Today’s newsletter is from Julie Hyman, anchor and correspondent at Yahoo Finance. Follow Julie on Twitter @juleshyman.

Who else is tired of talking about the Fed? Of course, the Federal Reserve and its fight against inflation through higher interest rates are vital. But I need a break.

So, on to another crucial question: are no-commission brokers ripping you off?

The Securities and Exchange Commission apparently decides not — or at least the SEC isn’t going to do anything about it, even if they are. Bloomberg reports that the agency has decided not to ban payment for the order flow, known as PFOF. That’s a practice where brokers process customers’ transactions through wholesalers, in a way that critics say saddles individual traders with hidden fees.

The argument against PFOF is that the practice creates a conflict, because in theory brokers should aim to make money for their clients – not market makers like Citadel Securities. In reality, it’s hard to find many who are in favor of a blanket ban on PFOF, aside from meme-stock aficionados who populate Twitter and Reddit. Rather than ban PFOF, the SEC would be wise to focus on price transparency and require brokers to execute trades at the best possible price at the time.

Read:Ray Dalio says stocks, bonds have further to fall, sees U.S. recession in 2023

“The SEC need not prohibit payment for order flow or other specific anti-investor, conflict-ridden market practices if it requires best execution to be the best price available at the time order characteristics and market conditions are given,” Dennis Kelleher, head of the advocacy group Better Markets, Yahoo Finance told Yahoo Finance in an email: “If it does, the SEC won’t be kidding an industry that is relentless in creating new wealth-winning practices that violate yesterday’s rules and regulations.” need new rules tomorrow.”

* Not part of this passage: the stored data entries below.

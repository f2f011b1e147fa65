//! Error taxonomy shared by every trie decoder and the traversal engine.
//!
//! Hand-written, the way the workspace's RLP codec writes its own `Error`
//! enum (manual `Display` + `std::error::Error`, no `thiserror`): the
//! workspace never pulls in a derive-macro error crate, so neither does
//! this one.

use core::fmt;

pub type Result<T> = core::result::Result<T, TrieError>;

/// Why a single node's raw bytes failed to parse under the expected
/// encoding. The traversal engine never needs to distinguish these causes;
/// they exist purely for diagnostics.
#[derive(Debug, Clone, PartialEq, Eq)]
pub enum DecodeError {
    /// Input ended before a header/payload could be read in full.
    InputTooShort,
    /// A list did not have 2 or 17 items (Ethereum) or an unexpected header
    /// tag was found (Substrate).
    UnexpectedShape,
    /// A length prefix decoded to something larger than the remaining input.
    LengthMismatch,
    /// Catch-all for a specific, named failure not worth its own variant.
    Custom(&'static str),
}

impl fmt::Display for DecodeError {
    fn fmt(&self, f: &mut fmt::Formatter<'_>) -> fmt::Result {
        match self {
            Self::InputTooShort => f.write_str("input truncated"),
            Self::UnexpectedShape => f.write_str("unexpected node shape"),
            Self::LengthMismatch => f.write_str("length prefix exceeds remaining input"),
            Self::Custom(msg) => f.write_str(msg),
        }
    }
}

#[derive(Debug, Clone, PartialEq, Eq)]
pub enum TrieError {
    /// A hash handle required by traversal was absent from the proof.
    MissingNode { hash: [u8; 32] },
    /// A raw node's bytes did not parse under the expected encoding.
    Decode(DecodeError),
    /// The child-root lookup returned the zero digest, or no value at all.
    InvalidChildProof,
}

impl fmt::Display for TrieError {
    fn fmt(&self, f: &mut fmt::Formatter<'_>) -> fmt::Result {
        match self {
            Self::MissingNode { hash } => {
                write!(f, "missing proof node for hash 0x{}", hex_encode(hash))
            }
            Self::Decode(e) => write!(f, "failed to decode trie node: {e}"),
            Self::InvalidChildProof => {
                f.write_str("child-trie root lookup returned the zero digest or no value")
            }
        }
    }
}

impl std::error::Error for TrieError {}

impl From<DecodeError> for TrieError {
    fn from(e: DecodeError) -> Self {
        Self::Decode(e)
    }
}

fn hex_encode(bytes: &[u8]) -> String {
    bytes.iter().map(|b| format!("{b:02x}")).collect()
}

A critical income stream for commission-free brokers

In a PFOF model, a commission-free brokerage such as Robinhood or Schwab processes an investor’s order for a stock purchase and passes it on to a wholesaler, such as Citadel Securities or Virtu Americas. These market makers then execute the trade and pay brokerage firms to route the trade through them.

When the market maker can buy a stock at a lower price than the customer has asked for, the brokerage and market maker split the savings. The commission-free business can be financed with the money that the brokers put into the pocket, the ‘payment for the order flow’.

Read:Spac booster Chamath Palihapitiya throws in the towel

Robinhood Markets, Inc. CEO and co-founder Vlad Tenev arrives on Wall Street after the company’s IPO in New York City, US, July 29, 2021. REUTERS/Andrew Kelly

This is a key revenue stream for Robinhood, which popularized the practice in 2020 when US households were done with stimulus and ready to play in the market. Since then, trading on Robinhood has declined — along with the stock price — and has sought to diversify its income streams.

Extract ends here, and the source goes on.